(Dataset entries)
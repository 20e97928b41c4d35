//! The top-level payment session loop.
//!
//! A session owns the oracle and uncertainty networks for the duration of
//! a payment and runs the plan→probe→learn cycle: ask the flow planner for
//! attempts, probe each against the oracle, fold the outcomes back into
//! the beliefs, and replan for the residual until the amount is delivered,
//! planning becomes infeasible, or a safety cap is reached.

use std::sync::Arc;

use anyhow::ensure;
use common::ln::Amount;
use serde::{Deserialize, Serialize};
use tracing::{debug, info, warn};

use crate::constants::{MIN_ATTEMPT_PROBABILITY, ROUND_CAP};
use crate::dijkstra::{self, RouteCriterion};
use crate::flow::{self, FlowError};
use crate::oracle::{OracleNetwork, SendOnionResult};
use crate::payments::{Attempt, AttemptStatus, Payment};
use crate::uncertainty::UncertaintyNetwork;

/// How a payment ended.
#[derive(Copy, Clone, Debug, Eq, PartialEq, Serialize, Deserialize)]
#[serde(rename_all = "snake_case")]
pub enum DeliveryStatus {
    /// The full amount was delivered and settled.
    Success,
    /// Not a single attempt could be planned.
    NoPathFound,
    /// Attempts were made but the full amount never arrived.
    DeliveryFailure,
}

/// The result of one payment.
#[derive(Clone, Debug, PartialEq, Eq)]
pub struct PaymentOutcome {
    pub status: DeliveryStatus,
    /// Routing fees over settled attempts; zero unless the payment
    /// succeeded.
    pub fees: Amount,
    /// The undelivered remainder when the loop ended.
    pub residual_sat: u64,
    /// Planning rounds run.
    pub rounds: u32,
}

impl PaymentOutcome {
    fn no_path(amount_sat: u64) -> Self {
        Self {
            status: DeliveryStatus::NoPathFound,
            fees: Amount::ZERO,
            residual_sat: amount_sat,
            rounds: 0,
        }
    }
}

/// Runs payments against a ground-truth oracle while maintaining
/// liquidity beliefs between attempts (and between payments, until
/// [`forget_information`] is called).
///
/// [`forget_information`]: Self::forget_information
pub struct PaymentSession<'a> {
    oracle: &'a mut OracleNetwork,
    uncertainty: &'a mut UncertaintyNetwork,
}

impl<'a> PaymentSession<'a> {
    /// Both networks must be built over the same channel graph.
    pub fn new(
        oracle: &'a mut OracleNetwork,
        uncertainty: &'a mut UncertaintyNetwork,
    ) -> Self {
        assert!(
            Arc::ptr_eq(oracle.graph(), uncertainty.graph()),
            "oracle and uncertainty networks built over different graphs",
        );
        Self {
            oracle,
            uncertainty,
        }
    }

    /// Reset every liquidity belief to its widest state. The oracle is
    /// never touched.
    pub fn forget_information(&mut self) {
        self.uncertainty.reset();
    }

    /// Narrow every channel's uncertainty interval with up to `n`
    /// bisection probes against the oracle. Beliefs only; no liquidity
    /// moves.
    pub fn reduce_uncertainty(&mut self, n: u32) {
        let graph = self.uncertainty.graph().clone();
        for (cid, _) in graph.channels() {
            for _ in 0..n {
                let belief = self.uncertainty.channel(cid);
                let (min, max) = (belief.min_liquidity(), belief.max_liquidity());
                if min == max {
                    break;
                }
                let probe_sat = min + (max - min + 1) / 2;
                let belief = self.uncertainty.channel_mut(cid);
                if self.oracle.channel(cid).actual_liquidity_sat()
                    >= probe_sat
                {
                    belief.learn_from_success_on(probe_sat);
                } else {
                    belief.learn_from_failure_at(probe_sat);
                }
            }
        }
    }

    /// Deliver `amount_sat` from `sender` to `receiver` by repeatedly
    /// splitting the residual into minimum-cost attempts and probing them.
    ///
    /// `mu` balances fee cost against uncertainty cost in the planner;
    /// channels advertising a base fee above `base_fee_threshold_msat`
    /// are not used.
    pub fn pickhardt_pay(
        &mut self,
        sender: &str,
        receiver: &str,
        amount_sat: u64,
        mu: u64,
        base_fee_threshold_msat: u64,
    ) -> anyhow::Result<PaymentOutcome> {
        ensure!(amount_sat > 0, "amount must be positive");
        ensure!(sender != receiver, "sender and receiver must differ");
        let graph = self.uncertainty.graph().clone();
        let (Some(sender), Some(receiver)) =
            (graph.node_id(sender), graph.node_id(receiver))
        else {
            warn!("Unknown sender or receiver; nothing to probe");
            return Ok(PaymentOutcome::no_path(amount_sat));
        };

        let mut payment =
            Payment::new(sender, receiver, amount_sat, mu, base_fee_threshold_msat);
        let mut probability_too_low = false;

        while payment.residual_amount_sat() > 0
            && payment.rounds() < ROUND_CAP
            && !probability_too_low
        {
            payment.increment_rounds();
            let residual = payment.residual_amount_sat();
            debug!(
                "Round {}: planning {residual} sat of {amount_sat} sat",
                payment.rounds(),
            );

            let mut sub = Payment::new(
                sender,
                receiver,
                residual,
                mu,
                base_fee_threshold_msat,
            );
            let attempts = match flow::plan_attempts(
                self.uncertainty,
                sender,
                receiver,
                residual,
                mu,
                base_fee_threshold_msat,
            ) {
                Ok(attempts) => attempts,
                Err(err @ FlowError::Infeasible { .. }) => {
                    warn!("{err}");
                    warn!("Payment failed.");
                    break;
                }
            };
            for attempt in attempts {
                sub.push_attempt(attempt);
            }

            self.probe_attempts(&mut sub)?;

            if let Some(last) = sub.attempts().last() {
                if last.probability() < MIN_ATTEMPT_PROBABILITY {
                    probability_too_low = true;
                    warn!("Probability in last attempt too low");
                }
            }

            payment.register_sub_payment(sub);
        }

        if payment.residual_amount_sat() == 0 {
            payment.execute(self.oracle, self.uncertainty)?;
            let summary = payment.summary();
            info!("Payment delivered: {summary}");
            return Ok(PaymentOutcome {
                status: DeliveryStatus::Success,
                fees: payment.fees_paid(),
                residual_sat: 0,
                rounds: payment.rounds(),
            });
        }

        // The loop gave up. Report the shortfall as it stood, then release
        // every reservation still held by inflight attempts so that both
        // networks end in a consistent, posterior-only state.
        let residual = payment.residual_amount_sat();
        info!("Payment failed! Residual amount: {residual} sat");
        self.abandon_inflight(&mut payment)?;

        let status = if payment.attempts().is_empty() {
            DeliveryStatus::NoPathFound
        } else {
            DeliveryStatus::DeliveryFailure
        };
        Ok(PaymentOutcome {
            status,
            fees: Amount::ZERO,
            residual_sat: residual,
            rounds: payment.rounds(),
        })
    }

    /// Deliver `amount_sat` over a single shortest path under `criterion`.
    pub fn dijkstra_pay(
        &mut self,
        sender: &str,
        receiver: &str,
        amount_sat: u64,
        criterion: RouteCriterion,
    ) -> anyhow::Result<PaymentOutcome> {
        ensure!(amount_sat > 0, "amount must be positive");
        ensure!(sender != receiver, "sender and receiver must differ");
        let graph = self.uncertainty.graph().clone();
        let (Some(sender), Some(receiver)) =
            (graph.node_id(sender), graph.node_id(receiver))
        else {
            warn!("Unknown sender or receiver; nothing to probe");
            return Ok(PaymentOutcome::no_path(amount_sat));
        };

        let Some(path) = dijkstra::shortest_path(
            &graph, sender, receiver, amount_sat, criterion,
        ) else {
            info!("No single path can carry {amount_sat} sat");
            return Ok(PaymentOutcome::no_path(amount_sat));
        };

        for &cid in &path {
            let channel = graph.channel(cid);
            debug!(
                "- channel {} ({} -> {}) with capacity {} sat and \
                 {} ppm",
                channel.scid,
                graph.node_name(channel.src),
                graph.node_name(channel.dest),
                channel.capacity_sat,
                channel.ppm,
            );
        }

        let mut payment = Payment::new(sender, receiver, amount_sat, 1, 0);
        let probability =
            self.uncertainty.path_probability(&path, amount_sat);
        let fee = self.uncertainty.path_fee(&path, amount_sat);
        payment.push_attempt(Attempt::new(path, amount_sat, probability, fee));
        payment.increment_rounds();

        self.probe_attempts(&mut payment)?;

        if payment.residual_amount_sat() == 0 {
            payment.execute(self.oracle, self.uncertainty)?;
            return Ok(PaymentOutcome {
                status: DeliveryStatus::Success,
                fees: payment.fees_paid(),
                residual_sat: 0,
                rounds: 1,
            });
        }
        Ok(PaymentOutcome {
            status: DeliveryStatus::DeliveryFailure,
            fees: Amount::ZERO,
            residual_sat: amount_sat,
            rounds: 1,
        })
    }

    /// Probe every planned attempt: send the onion and either keep the
    /// attempt inflight or fold the rejection back into the beliefs.
    ///
    /// All reservations are made up front, before the first probe: the
    /// planner sized the attempts against the current beliefs, and a
    /// rejection learned from an early attempt may narrow a channel that
    /// a later attempt also crosses.
    fn probe_attempts(&mut self, sub: &mut Payment) -> anyhow::Result<()> {
        for attempt in sub.attempts() {
            self.uncertainty
                .allocate_path(attempt.path(), attempt.amount_sat())?;
        }
        for attempt in sub.attempts_mut() {
            let amount_sat = attempt.amount_sat();
            match self.oracle.send_onion(attempt.path(), amount_sat) {
                SendOnionResult::Accepted => {
                    debug!(
                        "Attempt of {amount_sat} sat accepted \
                         (p = {:.3})",
                        attempt.probability(),
                    );
                    attempt.mark_inflight();
                }
                SendOnionResult::RejectedAt(index) => {
                    debug!(
                        "Attempt of {amount_sat} sat rejected at hop \
                         {index}",
                    );
                    attempt.mark_failed();
                    self.uncertainty
                        .release_path(attempt.path(), amount_sat)?;
                    self.uncertainty.learn_from_rejection(
                        attempt.path(),
                        index,
                        amount_sat,
                    );
                }
            }
        }
        Ok(())
    }

    /// Give up on every inflight attempt: unwind its reservations on both
    /// networks and mark it failed.
    fn abandon_inflight(
        &mut self,
        payment: &mut Payment,
    ) -> anyhow::Result<()> {
        for attempt in payment.attempts_mut() {
            if attempt.status() != AttemptStatus::Inflight {
                continue;
            }
            let amount_sat = attempt.amount_sat();
            self.oracle.release_attempt(attempt.path(), amount_sat)?;
            self.uncertainty.release_path(attempt.path(), amount_sat)?;
            attempt.mark_failed();
        }
        Ok(())
    }
}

§ Try it: Every line that holds the word "anyhow" should be copied from the records.

§ Written response:
use anyhow::ensure;
    ) -> anyhow::Result<PaymentOutcome> {
    ) -> anyhow::Result<PaymentOutcome> {
    fn probe_attempts(&mut self, sub: &mut Payment) -> anyhow::Result<()> {
    ) -> anyhow::Result<()> {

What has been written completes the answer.